Dalam beberapa bulan terakhir, pasangan Prabowo-Gibran selalu berada “di atas angin” karena tempati posisi pertama dalam hasil survei yang dirilis beberapa lembaga. Namun, pasangan nomor urut 2 itu kiranya jangan terlalu percaya diri dan harus tetap waspada terhadap kandidat lain jika tidak mau berakhir anti-klimaks. Mengapa demikian?
Mungkin beberapa penggemar sepak bola ingat akan kejadian Miracle of Istanbul yang terjadi di Final Liga Champions Eropa tahun 2005 antara AC Milan melawan Liverpool FC.
Saat itu, AC Milan yang sudah unggul tiga gol tanpa balas di babak pertama, kemudian menerima comeback dari Liverpool FC yang pada akhirnya keluar menjadi juara.
Fenomena itu bukan tidak mungkin akan terjadi dalam kancah perpolitikan Indonesia.
Menjelang pesta demokrasi tahun 2024 mendatang, beberapa lembaga survei telah sering kali merilis beberapa data hasil survei elektabilitas para kandidat calon presiden (capres) dan calon wakil presiden (cawapres).
Dalam beberapa bulan terkahir, pasangan nomor urut 2, Prabowo Subianto dan Gibran Rakabuming Raka selalu tempati posisi pertama survei elektabilitas.

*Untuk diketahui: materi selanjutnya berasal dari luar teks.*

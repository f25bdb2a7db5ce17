//! Texel-grid layout of the particle-state texture.
//!
//! Particles are packed row-major into a 2D texture whose rows are
//! `max_row_width` texels wide. Particle `i` lives at texel
//! `(i % row_width, i / row_width)`.

use crate::error::ConfigurationError;

/// Default maximum width of one particle-state row.
pub const DEFAULT_MAX_ROW_WIDTH: u32 = 1024;

/// Shape of a particle-state texture holding `particle_count` entries.
#[derive(Debug, Clone, Copy, PartialEq, Eq, Hash)]
pub struct TextureLayout {
    pub row_width: u32,
    pub row_count: u32,
    pub particle_count: u32,
}

impl TextureLayout {
    /// Compute the layout for `particle_count` particles.
    ///
    /// A count of zero yields a single empty row. A `max_row_width` of zero is
    /// treated as one; [`validate`](Self::validate) rejects both cases before
    /// anything is allocated.
    pub fn new(particle_count: u32, max_row_width: u32) -> Self {
        let row_width = max_row_width.max(1);
        let row_count = particle_count.div_ceil(row_width).max(1);
        Self {
            row_width,
            row_count,
            particle_count,
        }
    }

    /// Number of texels in the texture, used or not.
    pub fn capacity(&self) -> u64 {
        self.row_width as u64 * self.row_count as u64
    }

    /// Texel coordinate of particle `index`.
    #[inline]
    pub fn texel_of(&self, index: u32) -> (u32, u32) {
        (index % self.row_width, index / self.row_width)
    }

    /// Texel coordinates the draw stage samples, in instance order.
    pub fn texels(&self) -> impl Iterator<Item = (u32, u32)> + '_ {
        (0..self.particle_count).map(move |i| self.texel_of(i))
    }

    /// Texture extent for allocation.
    pub fn extent(&self) -> wgpu::Extent3d {
        wgpu::Extent3d {
            width: self.row_width,
            height: self.row_count,
            depth_or_array_layers: 1,
        }
    }

    /// Check that this layout can be allocated on a device whose 2D textures
    /// are limited to `max_dimension` texels per side.
    pub fn validate(&self, max_dimension: u32) -> Result<(), ConfigurationError> {
        if self.particle_count == 0 {
            return Err(ConfigurationError::ZeroParticles);
        }
        check_extent("Particle state", self.row_width, self.row_count, max_dimension)
    }
}

/// Reject textures with a side longer than `max_dimension`.
pub(crate) fn check_extent(
    what: &'static str,
    width: u32,
    height: u32,
    max_dimension: u32,
) -> Result<(), ConfigurationError> {
    if width > max_dimension || height > max_dimension {
        return Err(ConfigurationError::ExtentTooLarge {
            what,
            width,
            height,
            max: max_dimension,
        });
    }
    Ok(())
}

#[cfg(test)]
mod tests {
    use super::*;
    use std::collections::HashSet;

    #[test]
    fn test_single_row() {
        let layout = TextureLayout::new(4, 1024);
        assert_eq!((layout.row_width, layout.row_count), (1024, 1));
    }

    #[test]
    fn test_exact_multiple() {
        let layout = TextureLayout::new(2048, 1024);
        assert_eq!(layout.row_count, 2);
        assert_eq!(layout.texel_of(2047), (1023, 1));
    }

    #[test]
    fn test_partial_last_row() {
        let layout = TextureLayout::new(1025, 1024);
        assert_eq!(layout.row_count, 2);
        assert_eq!(layout.texel_of(1024), (0, 1));
    }

    #[test]
    fn test_zero_particles_is_one_empty_row() {
        let layout = TextureLayout::new(0, 256);
        assert_eq!((layout.row_width, layout.row_count), (256, 1));
        assert_eq!(layout.texels().count(), 0);
        assert_eq!(layout.validate(8192), Err(ConfigurationError::ZeroParticles));
    }

    #[test]
    fn test_texels_cover_first_and_last() {
        let layout = TextureLayout::new(10, 3);
        let texels: Vec<_> = layout.texels().collect();
        assert_eq!(texels.len(), 10);
        assert_eq!(texels[0], (0, 0));
        assert_eq!(texels[9], (0, 3));

        let distinct: HashSet<_> = texels.iter().copied().collect();
        assert_eq!(distinct.len(), 10);
    }

    #[test]
    fn test_validate_against_limit() {
        let layout = TextureLayout::new(1024 * 9000, 1024);
        assert!(matches!(
            layout.validate(8192),
            Err(ConfigurationError::ExtentTooLarge { height: 9000, .. })
        ));

        let wide = TextureLayout::new(10, 16384);
        assert!(wide.validate(8192).is_err());
        assert!(TextureLayout::new(10, 1024).validate(8192).is_ok());
    }
}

Hal ini jelas membuat pasangan itu mungkin merasa semakin mantap untuk menatap hari pemilihan yang akan digelar 14 Februari mendatang.
Namun, secara mengejutkan dalam hasil survei terakhir yang dilakukan lembaga Centre for Strategic and International Studies (CSIS) periode 13-18 Desember 2023 menunjukkan pasangan Anies Baswedan dan Muhaimin Iskandar (Cak Imin) menempel perolehan Prabowo-Gibran di beberapa daerah.
Di wilayah Pulau Sumatera, Anies-Cak Imin menempel ketat Prabowo-Gibran dengan 34,4 persen melawan 36,5 persen.
Bahkan, di DKI Jakarta dan Banten, perolehan kedua pasangan itu sama di angka 35,2 persen. Meskipun begitu, secara keseluruhan pasangan Prabowo-Gibran masih tempati posisi teratas dengan 43,7 persen.
Meskipun begitu, hal ini kiranya menjadi sebuah “tanda bahaya” bagi pasangan nomor urut 2 yang selama ini selalu menempati peringkat pertama survei untuk tetap bekerja keras dalam meyakinkan masyarakat agar memilih mereka.
Jika pasangan itu tidak waspada akan pergerakan yang dilakukan para lawan politiknya, bukan tidak mungkin mereka akan terkena comeback dalam Pemilihan Presiden (Pilpres) 2024 nanti, seperti kejadian Miracle of Istanbul.
Lantas, apa akibatnya jika pasangan Prabowo-Gibran merasa “di atas angin”?
Kehilangan Objektivitas?
Dalam dunia politik, keyakinan atau kepercayaan diri bisa menjadi sebuah senjata ganda. Kepercayaan diri yang sehat dapat menjadi kekuatan bagi seorang kandidat. Terlalu banyak akan dapat dengan cepat menjadi bumerang yang merugikan.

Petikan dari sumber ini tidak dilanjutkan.